[Start of section]

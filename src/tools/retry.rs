//! Retry policy with exponential backoff
//!
//! Decides whether a classified failure is worth another attempt and
//! computes the backoff delay. Delay growth is exponential, capped at
//! `max_delay_ms`, and jittered with a uniform factor in [0, 1] so that
//! many concurrent calls do not retry in lockstep.

use crate::recovery::types::{ErrorPattern, ErrorType};
use serde::{Deserialize, Serialize};
use std::time::Duration;

/// Retry configuration
#[derive(Debug, Clone, Serialize, Deserialize)]
pub struct RetryConfig {
    /// Maximum invocation attempts per call (first attempt included)
    pub max_attempts: u32,

    /// Base delay in milliseconds
    pub base_delay_ms: u64,

    /// Exponential growth factor per attempt
    pub exponential_base: f64,

    /// Delay cap in milliseconds
    pub max_delay_ms: u64,

    /// Randomize delays to avoid thundering-herd retries
    pub jitter: bool,
}

impl Default for RetryConfig {
    fn default() -> Self {
        Self {
            max_attempts: 3,
            base_delay_ms: 500,
            exponential_base: 2.0,
            max_delay_ms: 16_000,
            jitter: true,
        }
    }
}

/// Retry decision and backoff calculator
#[derive(Debug, Clone)]
pub struct RetryPolicy {
    config: RetryConfig,
}

impl RetryPolicy {
    /// Create a policy from configuration
    pub fn new(config: RetryConfig) -> Self {
        Self { config }
    }

    /// Whether another attempt should be made
    ///
    /// `attempt_number` counts completed attempts; once it reaches
    /// `max_attempts` the answer is always no.
    pub fn should_retry(&self, pattern: &ErrorPattern, attempt_number: u32) -> bool {
        pattern.can_retry && attempt_number < self.config.max_attempts
    }

    /// Backoff delay before the next attempt
    ///
    /// `min(base_delay * exponential_base^attempt_number, max_delay)`,
    /// scaled by a uniform random factor in [0, 1] when jitter is on.
    /// Rate-limit failures keep the full delay: the point there is to
    /// respect the upstream's pacing, not to decorrelate retries.
    pub fn calculate_delay(&self, attempt_number: u32, pattern: &ErrorPattern) -> Duration {
        let exponential =
            self.config.base_delay_ms as f64 * self.config.exponential_base.powi(attempt_number as i32);
        let capped = exponential.min(self.config.max_delay_ms as f64);

        let final_ms = if self.config.jitter && pattern.error_type != ErrorType::RateLimit {
            capped * rand::random::<f64>()
        } else {
            capped
        };

        Duration::from_millis(final_ms as u64)
    }

    /// Upper bound on total backoff sleep across a full retry cycle
    pub fn max_total_delay(&self) -> Duration {
        let mut total = 0.0_f64;
        for attempt in 0..self.config.max_attempts {
            let exponential =
                self.config.base_delay_ms as f64 * self.config.exponential_base.powi(attempt as i32);
            total += exponential.min(self.config.max_delay_ms as f64);
        }
        Duration::from_millis(total as u64)
    }

    /// Maximum invocation attempts
    pub fn max_attempts(&self) -> u32 {
        self.config.max_attempts
    }
}

impl Default for RetryPolicy {
    fn default() -> Self {
        Self::new(RetryConfig::default())
    }
}
//! Failure classification and fallback planning
//!
//! - `classifier`: raw message → typed `ErrorPattern` via a versioned rule table
//! - `fallback`: static adjacency table of substitute tools
//! - `types`: the taxonomy and rule/suggestion types

pub mod classifier;
pub mod fallback;
pub mod types;

pub use classifier::{default_rules, ErrorClassifier};
pub use fallback::FallbackPlanner;
pub use types::{ClassifierRule, ErrorPattern, ErrorType, FallbackSuggestion, RuleSet};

[End of section]

### GOAL OF THE EXERCISE
Could you print, exactly and with nothing else, the lines from the one containing "and rule/suggestion types" through the last line of the records above?

### EXERCISE OUTPUT
//! - `types`: the taxonomy and rule/suggestion types

pub mod classifier;
pub mod fallback;
pub mod types;

pub use classifier::{default_rules, ErrorClassifier};
pub use fallback::FallbackPlanner;
pub use types::{ClassifierRule, ErrorPattern, ErrorType, FallbackSuggestion, RuleSet};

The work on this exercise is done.